## Problem to work on
Each line of the records that includes "write" should be found and copied.

## Material to process
**********
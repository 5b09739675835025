use clap::{Parser, Subcommand, ValueEnum};
use std::path::PathBuf;

use crate::cleaner::CategoryStep;
pub use crate::common::config::OutputFormat;

/// TidyGuard: guarded cleanup for macOS caches, logs and temporary files
#[derive(Parser, Debug)]
#[command(
    name = "tidyguard",
    version,
    about = "Guarded cleanup for macOS caches, logs and temporary files",
    long_about = "TidyGuard finds reclaimable caches, logs and temp files, checks every path\n\
                   against your exclusions and a fixed set of safe locations, and asks once\n\
                   before anything that needs administrator rights.",
    after_help = "EXAMPLES:\n  \
        tidyguard scan                                  List what can be cleaned\n  \
        tidyguard scan --format json                    Scan with JSON output\n  \
        tidyguard clean --dry-run                       Preview a cleanup\n  \
        tidyguard clean --category user_caches,user_logs Clean selected categories\n  \
        tidyguard clean -y                              Clean without prompting\n  \
        tidyguard exclude add ~/Library/Caches/com.app  Never touch this path\n  \
        tidyguard config set select_caution_items true  Pre-select review items"
)]
pub struct Cli {
    #[command(subcommand)]
    pub command: Commands,

    /// Output format (defaults to the configured one)
    #[arg(long, global = true)]
    pub format: Option<OutputFormat>,

    /// Disable colored output
    #[arg(long, global = true)]
    pub no_color: bool,

    /// Verbose output
    #[arg(long, short, global = true)]
    pub verbose: bool,

    /// Quiet mode, minimal output
    #[arg(long, short, global = true)]
    pub quiet: bool,
}

#[derive(Subcommand, Debug)]
pub enum Commands {
    /// Scan for cleanable files
    Scan {
        /// Show individual items in results
        #[arg(long)]
        detailed: bool,
    },

    /// Remove selected files
    Clean {
        /// Skip confirmation prompts, including the administrator prompt
        #[arg(long, short = 'y')]
        yes: bool,

        /// Show what would be cleaned without removing anything
        #[arg(long)]
        dry_run: bool,

        /// Only clean specific categories
        #[arg(long = "category", value_delimiter = ',', value_name = "CATEGORY")]
        categories: Vec<CategoryStep>,

        /// Also clean items marked for review
        #[arg(long)]
        include_caution: bool,
    },

    /// Manage paths that are never cleaned
    Exclude {
        #[command(subcommand)]
        action: ExcludeAction,
    },

    /// Manage configuration
    Config {
        #[command(subcommand)]
        action: ConfigAction,
    },

    /// Run the privileged removal helper (launched as root by launchd)
    #[command(hide = true)]
    Helper {
        /// Socket to listen on (defaults to the configured one)
        #[arg(long)]
        socket: Option<PathBuf>,

        /// Home of the user the helper serves; its owner is the only
        /// non-root user allowed on the socket
        #[arg(long)]
        client_home: Option<PathBuf>,
    },

    /// Generate shell completions
    Completions {
        /// Shell to generate completions for
        #[arg(value_enum)]
        shell: CompletionShell,
    },
}

#[derive(Subcommand, Debug)]
pub enum ExcludeAction {
    /// Never clean this path
    Add { path: String },

    /// Allow this path to be cleaned again
    Remove { path: String },

    /// Show all excluded paths
    List,
}

#[derive(Subcommand, Debug)]
pub enum ConfigAction {
    /// Show current configuration
    Show,

    /// Reset to default configuration
    Reset,

    /// Set a configuration value
    Set {
        /// Configuration key
        key: String,
        /// Configuration value
        value: String,
    },

    /// Initialize TidyGuard directories and default config
    Init,
}

#[derive(Debug, Clone, Copy, ValueEnum)]
pub enum CompletionShell {
    Bash,
    Zsh,
    Fish,
}

impl From<CompletionShell> for clap_complete::Shell {
    fn from(shell: CompletionShell) -> Self {
        match shell {
            CompletionShell::Bash => clap_complete::Shell::Bash,
            CompletionShell::Zsh => clap_complete::Shell::Zsh,
            CompletionShell::Fish => clap_complete::Shell::Fish,
        }
    }
}

impl Cli {
    /// `--quiet` wins, then `--format`, then the configured default
    pub fn output_format(&self, configured: OutputFormat) -> OutputFormat {
        if self.quiet {
            OutputFormat::Quiet
        } else {
            self.format.unwrap_or(configured)
        }
    }
}
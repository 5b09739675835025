use anyhow::{Context, Result};
use serde::{Deserialize, Serialize};
use std::path::{Path, PathBuf};

use crate::guard::normalize;

/// Global TidyGuard configuration
#[derive(Debug, Clone, Serialize, Deserialize, PartialEq)]
pub struct Config {
    /// Normalized absolute paths the user never wants touched
    #[serde(default)]
    pub exclude_paths: Vec<String>,

    /// Additional roots (beyond the built-in cache/log/temp locations)
    /// under which cleanup candidates are accepted
    #[serde(default)]
    pub extra_safe_roots: Vec<String>,

    /// Privileged helper settings
    #[serde(default)]
    pub helper: HelperConfig,

    /// Select "caution" items by default after a scan
    #[serde(default)]
    pub select_caution_items: bool,

    /// Output format preference
    #[serde(default)]
    pub output_format: OutputFormat,
}

#[derive(Debug, Clone, Serialize, Deserialize, PartialEq)]
pub struct HelperConfig {
    /// Unix socket the privileged helper daemon listens on
    #[serde(default = "default_helper_socket")]
    pub socket_path: PathBuf,

    /// Fall back to an administrator prompt when the helper is unavailable
    #[serde(default = "default_true")]
    pub allow_admin_prompt: bool,
}

#[derive(Debug, Clone, Copy, Serialize, Deserialize, Default, PartialEq, Eq, clap::ValueEnum)]
#[serde(rename_all = "snake_case")]
pub enum OutputFormat {
    #[default]
    Human,
    Json,
    Quiet,
}

fn default_helper_socket() -> PathBuf {
    PathBuf::from("/var/run/tidyguard-helper.sock")
}
fn default_true() -> bool {
    true
}

impl Default for HelperConfig {
    fn default() -> Self {
        Self {
            socket_path: default_helper_socket(),
            allow_admin_prompt: default_true(),
        }
    }
}

impl Default for Config {
    fn default() -> Self {
        Self {
            exclude_paths: Vec::new(),
            extra_safe_roots: Vec::new(),
            helper: HelperConfig::default(),
            select_caution_items: false,
            output_format: OutputFormat::Human,
        }
    }
}

impl Config {
    /// Get the TidyGuard data directory (~/.tidyguard)
    pub fn data_dir() -> PathBuf {
        dirs::home_dir()
            .unwrap_or_else(|| PathBuf::from("/tmp"))
            .join(".tidyguard")
    }

    /// Get the config file path
    pub fn config_path() -> PathBuf {
        Self::data_dir().join("config.toml")
    }

    /// Get the logs directory
    pub fn logs_dir() -> PathBuf {
        Self::data_dir().join("logs")
    }

    /// Load config from the default location, or defaults if it does not exist
    pub fn load() -> Result<Self> {
        Self::load_from(&Self::config_path())
    }

    /// Load config from an explicit file
    pub fn load_from(path: &Path) -> Result<Self> {
        if path.exists() {
            let contents = std::fs::read_to_string(path)
                .with_context(|| format!("Failed to read config: {}", path.display()))?;
            let config: Config = toml::from_str(&contents)
                .with_context(|| format!("Failed to parse config: {}", path.display()))?;
            Ok(config)
        } else {
            Ok(Config::default())
        }
    }

    /// Save config to the default location
    pub fn save(&self) -> Result<()> {
        self.save_to(&Self::config_path())
    }

    /// Save config to an explicit file
    pub fn save_to(&self, path: &Path) -> Result<()> {
        if let Some(dir) = path.parent() {
            std::fs::create_dir_all(dir)
                .with_context(|| format!("Failed to create config dir: {}", dir.display()))?;
        }
        let contents = toml::to_string_pretty(self).context("Failed to serialize config")?;
        std::fs::write(path, contents)
            .with_context(|| format!("Failed to write config: {}", path.display()))?;
        Ok(())
    }

    /// Initialize all TidyGuard directories
    pub fn init_dirs() -> Result<()> {
        for dir in &[Self::data_dir(), Self::logs_dir()] {
            std::fs::create_dir_all(dir)
                .with_context(|| format!("Failed to create directory: {}", dir.display()))?;
        }
        Ok(())
    }

    /// Extra safe roots, normalized
    pub fn extra_safe_roots(&self) -> Vec<PathBuf> {
        self.extra_safe_roots
            .iter()
            .map(normalize)
            .filter(|p| !p.as_os_str().is_empty())
            .collect()
    }

    /// Set a scalar config key from its string form
    pub fn set(&mut self, key: &str, value: &str) -> Result<()> {
        match key {
            "helper.socket_path" => self.helper.socket_path = PathBuf::from(value),
            "helper.allow_admin_prompt" => self.helper.allow_admin_prompt = value.parse()?,
            "select_caution_items" => self.select_caution_items = value.parse()?,
            // Comma-separated; empty clears the list
            "extra_safe_roots" => {
                self.extra_safe_roots = value
                    .split(',')
                    .map(str::trim)
                    .filter(|p| !p.is_empty())
                    .map(String::from)
                    .collect()
            }
            "output_format" => {
                self.output_format = match value {
                    "human" => OutputFormat::Human,
                    "json" => OutputFormat::Json,
                    "quiet" => OutputFormat::Quiet,
                    _ => anyhow::bail!("Unknown output format: {}", value),
                }
            }
            _ => anyhow::bail!("Unknown config key: {}", key),
        }
        Ok(())
    }
}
**********
## Expected output
        std::fs::write(path, contents)
            .with_context(|| format!("Failed to write config: {}", path.display()))?;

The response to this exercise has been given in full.